May 4/97: Gust Lake Conspiracy Theories on Trial

GUSTAFSEN LAKE CONSPIRACY THEORIES ON TRIAL

The Globe and Mail News Wire
Sunday, May 4, 1997
Ross Howard, British Columbia Bureau

[SISIS note: The following mainstream news article is provided for reference only, as an example of how mainstream media treats indigenous resistance to genocide. It may contain biased and distorted information and may be missing pertinent facts and/or context.]

VANCOUVER -- The violent standoff between natives and police at Gustafsen Lake in 1995 was the product of a conspiracy, a B.C. Supreme Court jury has been told.

From the beginning to the end of the trial of 18 people alleged to be terrorists, as they were termed by the police, the jurors have heard repeatedly about conspiracies. But which one was real, if any? And who is really on trial: the accused or the police and politicians?

After hearing 171 days of testimony, the jury is expected to begin deliberations this week on charges of attempted murder, possession of dangerous weapons and potentially deadly mischief by the 14 natives and four non-native supporters who surrendered in the late summer of 1995.
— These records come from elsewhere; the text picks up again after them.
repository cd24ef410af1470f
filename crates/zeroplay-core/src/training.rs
//! 学習データ（1手ごとのサンプル）と終局後の確定処理
//!
//! 対局中は結果と残り手数が未確定のままサンプルを積み、終局時に
//! [`finalize_chunks`] で一括して埋めてから [`TrainingDataWriter`] に渡す。

use std::io::Write;

use serde::Serialize;

use crate::board::{FillEmptyHistory, InputFormat, Position};
use crate::search::BestEval;
use crate::tree::GameTree;
use crate::types::{Color, GameResult};

/// サンプル形式のバージョン
pub const TRAINING_DATA_VERSION: u32 = 1;

/// 学習データに含める履歴局面数
pub const TRAINING_HISTORY_PLANES: usize = 8;

/// 方策ターゲットの1要素（head の各エッジの訪問割合）
#[derive(Debug, Clone, PartialEq, Serialize)]
pub struct PolicyEntry {
    /// 絶対表現の指し手
    #[serde(rename = "move")]
    pub mv: String,
    pub probability: f32,
}

/// 1手分の学習サンプル
#[derive(Debug, Clone, PartialEq, Serialize)]
pub struct TrainingChunk {
    pub version: u32,
    pub input_format: InputFormat,
    /// 入力プレーンのマスク
    pub planes: Vec<u64>,
    pub policy: Vec<PolicyEntry>,
    /// Classical 形式では黒番なら 1
    pub side_to_move_or_enpassant: u8,
    /// 下位ビットは幾何変換。Canonical 形式では bit 7 が黒番。
    pub invariance_info: u8,
    /// 手番側から見た対局結果（終局時に確定）
    pub result: i8,
    pub best_q: f32,
    pub best_d: f32,
    pub best_m: f32,
    /// 終局までの残り手数（終局時に確定）
    pub plies_left: f32,
    pub visits: u64,
}

impl TrainingChunk {
    /// 木の head からサンプルを作る。結果と残り手数は未確定。
    pub fn from_tree<P: Position>(
        tree: &GameTree<P>,
        input_format: InputFormat,
        fill: FillEmptyHistory,
        eval: BestEval,
    ) -> Self {
        let black = tree.is_black_to_move();
        let encoded = tree.position_history().encode_for_nn(
            input_format,
            TRAINING_HISTORY_PLANES,
            fill,
        );

        let head = tree.current_head();
        let visits = head.total_visits();
        let policy = head
            .edges()
            .iter()
            .map(|edge| PolicyEntry {
                mv: edge.get_move(black).to_string(),
                probability: if visits == 0 {
                    0.0
                } else {
                    edge.visits() as f32 / visits as f32
                },
            })
            .collect();

        let (side_to_move_or_enpassant, invariance_info) = match input_format {
            InputFormat::Classical => (u8::from(black), encoded.transform),
            InputFormat::Canonical => (0, encoded.transform | (u8::from(black) << 7)),
        };

        Self {
            version: TRAINING_DATA_VERSION,
            input_format,
            planes: encoded.planes.iter().map(|p| p.mask).collect(),
            policy,
            side_to_move_or_enpassant,
            invariance_info,
            result: 0,
            best_q: eval.wl,
            best_d: eval.d,
            best_m: eval.ml,
            plies_left: 0.0,
            visits,
        }
    }

    /// サンプル局面の手番
    pub fn side_to_move(&self) -> Color {
        let black = match self.input_format {
            InputFormat::Classical => self.side_to_move_or_enpassant != 0,
            InputFormat::Canonical => self.invariance_info & 0x80 != 0,
        };
        if black { Color::Black } else { Color::White }
    }
}

/// 終局結果と残り手数をサンプルに書き込む。
///
/// 残り手数は最終サンプルの推定残り手数から、先頭に向かって1ずつ増える。
pub fn finalize_chunks(chunks: &mut [TrainingChunk], result: GameResult) {
    let Some(last) = chunks.last() else {
        return;
    };
    let mut m = last.best_m + chunks.len() as f32 - 1.0;
    for chunk in chunks.iter_mut() {
        chunk.plies_left = m;
        m -= 1.0;
        chunk.result = result.score_for(chunk.side_to_move());
    }
}

/// 学習データの出力先
pub trait TrainingDataWriter {
    fn write_chunk(&mut self, chunk: &TrainingChunk) -> anyhow::Result<()>;

    fn flush(&mut self) -> anyhow::Result<()> {
        Ok(())
    }
}

/// 1行1サンプルの JSON Lines で書き出す
pub struct JsonlTrainingWriter<W: Write> {
    inner: W,
    written: usize,
}

impl<W: Write> JsonlTrainingWriter<W> {
    pub fn new(inner: W) -> Self {
        Self { inner, written: 0 }
    }

    pub fn written(&self) -> usize {
        self.written
    }

    pub fn into_inner(self) -> W {
        self.inner
    }
}

impl<W: Write> TrainingDataWriter for JsonlTrainingWriter<W> {
    fn write_chunk(&mut self, chunk: &TrainingChunk) -> anyhow::Result<()> {
        serde_json::to_writer(&mut self.inner, chunk)?;
        self.inner.write_all(b"\n")?;
        self.written += 1;
        Ok(())
    }

    fn flush(&mut self) -> anyhow::Result<()> {
        self.inner.flush()?;
        Ok(())
    }
}

/// メモリに溜めるだけの出力先
impl TrainingDataWriter for Vec<TrainingChunk> {
    fn write_chunk(&mut self, chunk: &TrainingChunk) -> anyhow::Result<()> {
        self.push(chunk.clone());
        Ok(())
    }
}
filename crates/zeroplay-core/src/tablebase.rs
//! 終盤データベース（テーブルベース）の適用判定

use crate::board::Position;
use crate::types::{Color, GameResult};

/// 手番側から見た WDL 分類
#[derive(Debug, Clone, Copy, PartialEq, Eq)]
pub enum WdlScore {
    Loss,
    /// 手数制限により引き分けになる負け
    BlessedLoss,
    Draw,
    /// 手数制限により引き分けになる勝ち
    CursedWin,
    Win,
}

/// プローブの状態。`Fail` 以外ならば WDL は正しい。
#[derive(Debug, Clone, Copy, PartialEq, Eq)]
pub enum ProbeState {
    Fail,
    Ok,
    ChangeStm,
    ZeroingBestMove,
}

/// 終盤データベース
pub trait Tablebase<P: Position>: Send + Sync {
    /// 対応する最大駒数
    fn max_cardinality(&self) -> u32;

    fn probe_wdl(&self, pos: &P) -> (WdlScore, ProbeState);
}

/// テーブルベースを引くべき局面か（キャスリング権なし、かつ駒数が対応範囲内）
pub fn is_applicable<P: Position>(tb: &dyn Tablebase<P>, pos: &P) -> bool {
    pos.no_legal_castle() && pos.piece_count() <= tb.max_cardinality()
}

/// WDL を手番から見た対局結果に変換する。
/// 手数制限付きの勝ち・負けは引き分けとして扱う。
pub fn wdl_to_result(wdl: WdlScore, side_to_move: Color) -> GameResult {
    match wdl {
        WdlScore::Win => GameResult::win_for(side_to_move),
        WdlScore::Loss => GameResult::loss_for(side_to_move),
        WdlScore::Draw | WdlScore::CursedWin | WdlScore::BlessedLoss => GameResult::Draw,
    }
}

/// 局面をテーブルベースで判定する。
///
/// 適用外の局面ではプローブせず `None`。プローブが `Fail` の場合も `None` を返し、
/// 通常の探索で対局を続ける。
pub fn probe_game_result<P: Position>(tb: &dyn Tablebase<P>, pos: &P) -> Option<GameResult> {
    if !is_applicable(tb, pos) {
        return None;
    }
    let (wdl, state) = tb.probe_wdl(pos);
    if state == ProbeState::Fail {
        log::debug!("tablebase probe failed at {}", pos.to_fen());
        return None;
    }
    Some(wdl_to_result(wdl, pos.side_to_move()))
}
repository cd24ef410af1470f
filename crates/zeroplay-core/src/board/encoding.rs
//! ニューラルネットワーク入力のエンコーディング型

use serde::{Deserialize, Serialize};

/// ネットワーク入力形式
#[derive(Debug, Clone, Copy, PartialEq, Eq, Default, Serialize, Deserialize)]
#[serde(rename_all = "snake_case")]
pub enum InputFormat {
    /// 手番は独立したフィールドで表す
    #[default]
    Classical,
    /// 盤面を正規化（対称変換）し、手番は invariance 情報の bit 7 で表す
    Canonical,
}

/// 開始局面より前の履歴プレーンの埋め方
#[derive(Debug, Clone, Copy, PartialEq, Eq, Default, Serialize, Deserialize)]
#[serde(rename_all = "snake_case")]
pub enum FillEmptyHistory {
    /// 埋めない（ゼロのまま）
    No,
    /// FEN から始まった対局のときだけ開始局面で埋める
    #[default]
    FenOnly,
    /// 常に開始局面で埋める
    Always,
}

/// 1枚の入力プレーン（64bit マスク + 値）
#[derive(Debug, Clone, Copy, PartialEq, Default, Serialize, Deserialize)]
pub struct InputPlane {
    pub mask: u64,
    pub value: f32,
}

impl InputPlane {
    pub const fn new(mask: u64, value: f32) -> Self {
        Self { mask, value }
    }

    /// 全マスに値を立てたプレーン
    pub const fn filled(value: f32) -> Self {
        Self { mask: u64::MAX, value }
    }
}

pub type InputPlanes = Vec<InputPlane>;

/// エンコード済み局面と、選ばれた幾何変換のインデックス
#[derive(Debug, Clone, PartialEq)]
pub struct EncodedPosition {
    pub planes: InputPlanes,
    pub transform: u8,
}
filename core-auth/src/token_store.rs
//! Session Token Storage
//!
//! Holds the access/refresh token pair for the running client and mirrors it
//! into the host's durable [`SettingsStore`].
//!
//! ## Guarantees
//!
//! - `read()` is synchronous and never fails; it returns the in-memory snapshot.
//! - Every mutation is committed to durable storage in one transaction before
//!   the snapshot changes, so a reload sees either the old pair or the new pair.
//! - Mutations are serialized, so the in-memory order matches the durable order.
//! - Token values are never logged.
//!
//! ## Example
//!
//! ```no_run
//! use core_auth::{ClearReason, RefreshUpdate, TokenStore};
//! # use bridge_traits::storage::SettingsStore;
//! # use std::sync::Arc;
//! # async fn example(settings: Arc<dyn SettingsStore>) -> core_auth::Result<()> {
//! let store = TokenStore::load(settings).await?;
//!
//! store
//!     .set_tokens("access", RefreshUpdate::Replace("refresh".to_string()))
//!     .await?;
//! assert!(store.read().is_authenticated());
//!
//! store.clear(ClearReason::SignedOut).await?;
//! # Ok(())
//! # }
//! ```

use crate::error::{AuthError, Result};
use crate::types::{ClearReason, RefreshUpdate, Session, SessionStatus};
use bridge_traits::storage::SettingsStore;
use std::sync::{Arc, RwLock, RwLockReadGuard, RwLockWriteGuard};
use tokio::sync::Mutex;
use tracing::{debug, info, warn};

/// Durable key of the access token.
pub const ACCESS_TOKEN_KEY: &str = "access_token";
/// Durable key of the refresh token.
pub const REFRESH_TOKEN_KEY: &str = "refresh_token";

#[derive(Default)]
struct TokenState {
    access: Option<String>,
    refresh: Option<String>,
    refreshing: bool,
    expired: bool,
    epoch: u64,
}

impl TokenState {
    fn snapshot(&self) -> Session {
        Session {
            access_token: self.access.clone(),
            refresh_token: self.refresh.clone(),
            status: SessionStatus::derive(
                self.access.is_some(),
                self.refresh.is_some(),
                self.refreshing,
                self.expired,
            ),
        }
    }
}

struct Inner {
    settings: Arc<dyn SettingsStore>,
    state: RwLock<TokenState>,
    write_lock: Mutex<()>,
}

/// Single owner of the session tokens.
///
/// Cloning is cheap; clones share the same state.
#[derive(Clone)]
pub struct TokenStore {
    inner: Arc<Inner>,
}

impl TokenStore {
    /// Hydrate the store from durable storage.
    ///
    /// A refresh token stored without an access token is erased, so the
    /// session starts anonymous instead of in an undefined state.
    ///
    /// # Errors
    ///
    /// Returns [`AuthError::Storage`] if the settings store cannot be read.
    pub async fn load(settings: Arc<dyn SettingsStore>) -> Result<Self> {
        let access = settings
            .get_string(ACCESS_TOKEN_KEY)
            .await
            .map_err(AuthError::from_storage)?;
        let mut refresh = settings
            .get_string(REFRESH_TOKEN_KEY)
            .await
            .map_err(AuthError::from_storage)?;

        if access.is_none() && refresh.is_some() {
            warn!("Discarding stored refresh token without an access token");
            let mut tx = settings
                .begin_transaction()
                .await
                .map_err(AuthError::from_storage)?;
            tx.delete(REFRESH_TOKEN_KEY)
                .await
                .map_err(AuthError::from_storage)?;
            tx.commit().await.map_err(AuthError::from_storage)?;
            refresh = None;
        }

        info!(
            has_access_token = access.is_some(),
            has_refresh_token = refresh.is_some(),
            "Token store loaded"
        );

        Ok(Self {
            inner: Arc::new(Inner {
                settings,
                state: RwLock::new(TokenState {
                    access,
                    refresh,
                    ..TokenState::default()
                }),
                write_lock: Mutex::new(()),
            }),
        })
    }

    /// Current tokens and derived status. Never blocks on I/O, never fails.
    pub fn read(&self) -> Session {
        self.state().snapshot()
    }

    /// Session generation. Bumped whenever a new refresh token is stored and
    /// on sign-out, so a refresh outcome can tell whether its session is
    /// still the current one.
    pub fn epoch(&self) -> u64 {
        self.state().epoch
    }

    /// Durably store a new access token, and a new refresh token if supplied.
    ///
    /// On error the in-memory session is left unchanged.
    pub async fn set_tokens(&self, access: impl Into<String>, refresh: RefreshUpdate) -> Result<()> {
        let _guard = self.inner.write_lock.lock().await;
        self.write_tokens(access.into(), refresh).await
    }

    /// Durably remove both tokens.
    ///
    /// `ClearReason::Expired` leaves the session `Expired`, `SignedOut` leaves
    /// it `Anonymous`. Clearing an already empty store only updates the status.
    pub async fn clear(&self, reason: ClearReason) -> Result<()> {
        let _guard = self.inner.write_lock.lock().await;
        self.remove_tokens(reason).await
    }

    /// Store a refreshed access token only if `used_refresh` is still the
    /// current refresh token.
    ///
    /// Returns `false` (and writes nothing) when the session changed while
    /// the refresh was in flight, e.g. the user signed out or in again.
    pub(crate) async fn apply_refresh(
        &self,
        used_refresh: &str,
        access: String,
        refresh: RefreshUpdate,
    ) -> Result<bool> {
        let _guard = self.inner.write_lock.lock().await;
        if !self.is_current_refresh(used_refresh) {
            debug!("Session changed during refresh, discarding refreshed token");
            return Ok(false);
        }
        self.write_tokens(access, refresh).await?;
        Ok(true)
    }

    /// Clear the session as expired only if `used_refresh` is still current.
    pub(crate) async fn expire_if_current(&self, used_refresh: &str) -> Result<bool> {
        let _guard = self.inner.write_lock.lock().await;
        if !self.is_current_refresh(used_refresh) {
            debug!("Session changed during refresh, keeping current tokens");
            return Ok(false);
        }
        self.remove_tokens(ClearReason::Expired).await?;
        Ok(true)
    }

    pub(crate) fn set_refreshing(&self, refreshing: bool) {
        self.state_mut().refreshing = refreshing;
    }

    fn is_current_refresh(&self, used_refresh: &str) -> bool {
        self.state().refresh.as_deref() == Some(used_refresh)
    }

    async fn write_tokens(&self, access: String, refresh: RefreshUpdate) -> Result<()> {
        let mut tx = self
            .inner
            .settings
            .begin_transaction()
            .await
            .map_err(AuthError::from_storage)?;

        tx.set_string(ACCESS_TOKEN_KEY, &access)
            .await
            .map_err(AuthError::from_storage)?;
        if let RefreshUpdate::Replace(token) = &refresh {
            tx.set_string(REFRESH_TOKEN_KEY, token)
                .await
                .map_err(AuthError::from_storage)?;
        }

        tx.commit().await.map_err(|e| {
            warn!(error = %e, "Failed to persist tokens");
            AuthError::from_storage(e)
        })?;

        let refresh_replaced = matches!(refresh, RefreshUpdate::Replace(_));
        let mut state = self.state_mut();
        state.access = Some(access);
        if let RefreshUpdate::Replace(token) = refresh {
            state.refresh = Some(token);
            state.epoch += 1;
        }
        state.expired = false;

        info!(refresh_replaced, epoch = state.epoch, "Tokens stored");
        Ok(())
    }

    async fn remove_tokens(&self, reason: ClearReason) -> Result<()> {
        let mut tx = self
            .inner
            .settings
            .begin_transaction()
            .await
            .map_err(AuthError::from_storage)?;

        tx.delete(ACCESS_TOKEN_KEY)
            .await
            .map_err(AuthError::from_storage)?;
        tx.delete(REFRESH_TOKEN_KEY)
            .await
            .map_err(AuthError::from_storage)?;

        tx.commit().await.map_err(|e| {
            warn!(error = %e, "Failed to clear tokens");
            AuthError::from_storage(e)
        })?;

        let mut state = self.state_mut();
        state.access = None;
        state.refresh = None;
        state.expired = reason == ClearReason::Expired;
        if reason == ClearReason::SignedOut {
            state.epoch += 1;
        }

        info!(reason = ?reason, epoch = state.epoch, "Tokens cleared");
        Ok(())
    }

    // Nothing panics while holding the lock, but recover from poisoning anyway.
    fn state(&self) -> RwLockReadGuard<'_, TokenState> {
        self.inner
            .state
            .read()
            .unwrap_or_else(|poisoned| poisoned.into_inner())
    }

    fn state_mut(&self) -> RwLockWriteGuard<'_, TokenState> {
        self.inner
            .state
            .write()
            .unwrap_or_else(|poisoned| poisoned.into_inner())
    }
}

impl std::fmt::Debug for TokenStore {
    fn fmt(&self, f: &mut std::fmt::Formatter<'_>) -> std::fmt::Result {
        f.debug_struct("TokenStore")
            .field("session", &self.read())
            .finish()
    }
}
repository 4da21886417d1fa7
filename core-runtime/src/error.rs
use thiserror::Error;

#[derive(Error, Debug)]
pub enum Error {
    #[error("Configuration error: {0}")]
    Config(String),

    #[error("Capability missing: {capability} - {message}")]
    CapabilityMissing { capability: String, message: String },

    #[error("Internal error: {0}")]
    Internal(String),
}

pub type Result<T> = std::result::Result<T, Error>;
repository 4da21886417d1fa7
//! HTTP Client Abstraction
//!
//! Provides the async request/response surface the core uses to reach the
//! bookmarks REST API. Hosts supply the transport (reqwest on desktop, `fetch`
//! in a browser); the core never talks to a socket directly.

use async_trait::async_trait;
use bytes::Bytes;
use serde::{de::DeserializeOwned, Serialize};
use std::collections::HashMap;
use std::time::Duration;

use crate::error::{BridgeError, Result};

/// Header carrying the bearer credential.
pub const AUTHORIZATION: &str = "Authorization";

/// HTTP method types
#[derive(Debug, Clone, Copy, PartialEq, Eq)]
pub enum HttpMethod {
    Get,
    Post,
    Put,
    Patch,
    Delete,
    Head,
}

impl HttpMethod {
    pub fn as_str(&self) -> &'static str {
        match self {
            HttpMethod::Get => "GET",
            HttpMethod::Post => "POST",
            HttpMethod::Put => "PUT",
            HttpMethod::Patch => "PATCH",
            HttpMethod::Delete => "DELETE",
            HttpMethod::Head => "HEAD",
        }
    }
}

/// HTTP request builder
///
/// Requests are plain values so that the same request can be sent again
/// after the credential attached to it has been replaced.
#[derive(Debug, Clone)]
pub struct HttpRequest {
    pub method: HttpMethod,
    pub url: String,
    pub headers: HashMap<String, String>,
    pub body: Option<Bytes>,
    pub timeout: Option<Duration>,
}

impl HttpRequest {
    pub fn new(method: HttpMethod, url: impl Into<String>) -> Self {
        Self {
            method,
            url: url.into(),
            headers: HashMap::new(),
            body: None,
            timeout: None,
        }
    }

    pub fn header(mut self, key: impl Into<String>, value: impl Into<String>) -> Self {
        self.headers.insert(key.into(), value.into());
        self
    }

    pub fn bearer_token(self, token: impl Into<String>) -> Self {
        self.header(AUTHORIZATION, format!("Bearer {}", token.into()))
    }

    /// Returns the bearer credential currently attached, if any.
    pub fn bearer(&self) -> Option<&str> {
        self.headers
            .get(AUTHORIZATION)
            .and_then(|value| value.strip_prefix("Bearer "))
    }

    pub fn json<T: Serialize>(mut self, body: &T) -> Result<Self> {
        let json = serde_json::to_vec(body).map_err(|e| {
            BridgeError::OperationFailed(format!("JSON serialization failed: {}", e))
        })?;
        self.body = Some(Bytes::from(json));
        self.headers
            .insert("Content-Type".to_string(), "application/json".to_string());
        Ok(self)
    }

    pub fn body(mut self, body: Bytes) -> Self {
        self.body = Some(body);
        self
    }

    pub fn timeout(mut self, duration: Duration) -> Self {
        self.timeout = Some(duration);
        self
    }
}

/// HTTP response
#[derive(Debug, Clone)]
pub struct HttpResponse {
    pub status: u16,
    pub headers: HashMap<String, String>,
    pub body: Bytes,
}

impl HttpResponse {
    pub fn new(status: u16, body: impl Into<Bytes>) -> Self {
        Self {
            status,
            headers: HashMap::new(),
            body: body.into(),
        }
    }

    /// Parse response body as JSON
    pub fn json<T: DeserializeOwned>(&self) -> Result<T> {
        serde_json::from_slice(&self.body).map_err(|e| {
            BridgeError::OperationFailed(format!("JSON deserialization failed: {}", e))
        })
    }

    /// Get response body as UTF-8 string
    pub fn text(&self) -> Result<String> {
        String::from_utf8(self.body.to_vec())
            .map_err(|e| BridgeError::OperationFailed(format!("Invalid UTF-8: {}", e)))
    }

    /// Check if response status is successful (2xx)
    pub fn is_success(&self) -> bool {
        (200..300).contains(&self.status)
    }

    /// Check if the server rejected the credential (401)
    pub fn is_unauthorized(&self) -> bool {
        self.status == 401
    }

    /// Check if response status indicates a client error (4xx)
    pub fn is_client_error(&self) -> bool {
        (400..500).contains(&self.status)
    }

    /// Check if response status indicates a server error (5xx)
    pub fn is_server_error(&self) -> bool {
        (500..600).contains(&self.status)
    }
}

/// Async HTTP client trait
///
/// Implementations send exactly one request per call. Retrying is a policy
/// decision that belongs to the caller, so adapters must not resend on their
/// own (the authenticated executor relies on this to bound its retries).
///
/// Transport failures map to [`BridgeError::Timeout`] or
/// [`BridgeError::Network`]; any HTTP status, including 4xx/5xx, is a
/// successful `execute` returning that status.
///
/// # Example
///
/// ```ignore
/// use bridge_traits::http::{HttpClient, HttpRequest, HttpMethod};
///
/// async fn fetch_bookmarks(client: &dyn HttpClient) -> Result<String> {
///     let request = HttpRequest::new(HttpMethod::Get, "http://127.0.0.1:8000/api/bookmarks/")
///         .bearer_token("token");
///
///     let response = client.execute(request).await?;
///     response.text()
/// }
/// ```
#[async_trait]
pub trait HttpClient: Send + Sync {
    /// Execute an HTTP request
    ///
    /// # Errors
    ///
    /// Returns error if:
    /// - Network connection fails
    /// - Request times out
    async fn execute(&self, request: HttpRequest) -> Result<HttpResponse>;
}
The month-long standoff was extraordinarily violent. Tens of thousands of bullets were fired between the holdouts and 400 combat-equipped Mounties. The standoff cost $5.5-million and jeopardized relations between natives and non-natives in Canada. Amazingly, no one was killed.

What began as a straightforward trial 10 months ago has become an unprecedented inquiry into RCMP operations, a plunge into Canadian history and constitutional law, an endurance test for the jury, an estimated $5-million public expense and a sometimes circus-like event.

In their summations last week, government prosecutors asked the jury to find simple answers -- "guilty as charged" -- to what the defence argued was no criminal event but a reflection of complicated and unfinished business between Indians and non-natives in Canada.

Past injustices are history and Canadian law prevails, Crown attorney Lance Bernard said. The defence team countered that the context of the events is crucial. The jury's decision is certain to be seized on by the native sovereignty movement.

According to prosecutors, the standoff at a remote campsite in central British Columbia started out as a police investigation into a land-title dispute between a rancher and some native spiritual leaders.

A few radical natives abetted by Ontario lawyer Bruce Clark decided to make a defiant stand for native sovereignty, persuading other Indians that they could challenge what they considered to be racist policies inherent in Canadian law and politics. Or, according to the Crown, the radicals said they would become martyrs for a seething generation of younger Indians.

The defence lawyers and Mr. Clark portrayed the standoff as a connivance between police and B.C. politicians to vilify the natives, to crush public belief in the legitimacy of their cause and to halt the spread of Indian land claims. And, if necessary, to kill the natives.

The defence said the besieged Indians were legally entitled to a desperate self-defence against the police snipers, helicopters and armoured personnel carriers that pursued them in the woods.

Even in a province with a history of poor relations between natives and non-natives, and in the shadow of recent findings by the Royal Commission on Aboriginal Peoples, the defence's claims still upset the traditional non-native view of law, order and political integrity.

The four defence lawyers, however, have spent months eliciting startling revelations by the police about mistakes and remarks during their manoeuvres against the barricaded Indians that raise all sorts of questions.